Please copy every record exactly as it is written.

(Saved entries)
··········
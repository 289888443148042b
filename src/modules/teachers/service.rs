use tracing::instrument;

use tutorlink_core::{ApiError, PageQuery, Paginated};
use tutorlink_models::TeacherId;
use tutorlink_models::teachers::{Teacher, TeacherFilterParams, UpdateTeacherProfileDto};

use crate::api::ApiClient;
use crate::audit_event;
use crate::validator::validated;

pub const TEACHERS_PATH: &str = "/teachers/";
pub const MY_PROFILE_PATH: &str = "/teachers/me/";

pub struct TeacherService;

impl TeacherService {
    #[instrument(skip(api))]
    pub async fn list(
        api: &ApiClient,
        filters: &TeacherFilterParams,
        page: PageQuery,
    ) -> Result<Paginated<Teacher>, ApiError> {
        api.get_page(TEACHERS_PATH, filters, page).await
    }

    #[instrument(skip(api))]
    pub async fn get(api: &ApiClient, id: TeacherId) -> Result<Teacher, ApiError> {
        api.get(&format!("{TEACHERS_PATH}{id}/")).await
    }

    /// Profile of the signed-in teacher.
    #[instrument(skip(api))]
    pub async fn my_profile(api: &ApiClient) -> Result<Teacher, ApiError> {
        api.get(MY_PROFILE_PATH).await
    }

    /// Partially updates the signed-in teacher's profile; absent fields are
    /// left untouched.
    #[instrument(skip(api, dto))]
    pub async fn update_profile(
        api: &ApiClient,
        dto: &UpdateTeacherProfileDto,
    ) -> Result<Teacher, ApiError> {
        validated(dto)?;
        let teacher: Teacher = api.patch(MY_PROFILE_PATH, dto).await?;
        audit_event!("update_profile", "teacher", teacher.id = %teacher.id);
        Ok(teacher)
    }
}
··········
EXPECTED OUTPUT
repository 289888443148042b
filename src/modules/teachers/service.rs
use tracing::instrument;

use tutorlink_core::{ApiError, PageQuery, Paginated};
use tutorlink_models::TeacherId;
use tutorlink_models::teachers::{Teacher, TeacherFilterParams, UpdateTeacherProfileDto};

use crate::api::ApiClient;
use crate::audit_event;
use crate::validator::validated;

pub const TEACHERS_PATH: &str = "/teachers/";
pub const MY_PROFILE_PATH: &str = "/teachers/me/";

pub struct TeacherService;

impl TeacherService {
    #[instrument(skip(api))]
    pub async fn list(
        api: &ApiClient,
        filters: &TeacherFilterParams,
        page: PageQuery,
    ) -> Result<Paginated<Teacher>, ApiError> {
        api.get_page(TEACHERS_PATH, filters, page).await
    }

    #[instrument(skip(api))]
    pub async fn get(api: &ApiClient, id: TeacherId) -> Result<Teacher, ApiError> {
        api.get(&format!("{TEACHERS_PATH}{id}/")).await
    }

    /// Profile of the signed-in teacher.
    #[instrument(skip(api))]
    pub async fn my_profile(api: &ApiClient) -> Result<Teacher, ApiError> {
        api.get(MY_PROFILE_PATH).await
    }

    /// Partially updates the signed-in teacher's profile; absent fields are
    /// left untouched.
    #[instrument(skip(api, dto))]
    pub async fn update_profile(
        api: &ApiClient,
        dto: &UpdateTeacherProfileDto,
    ) -> Result<Teacher, ApiError> {
        validated(dto)?;
        let teacher: Teacher = api.patch(MY_PROFILE_PATH, dto).await?;
        audit_event!("update_profile", "teacher", teacher.id = %teacher.id);
        Ok(teacher)
    }
}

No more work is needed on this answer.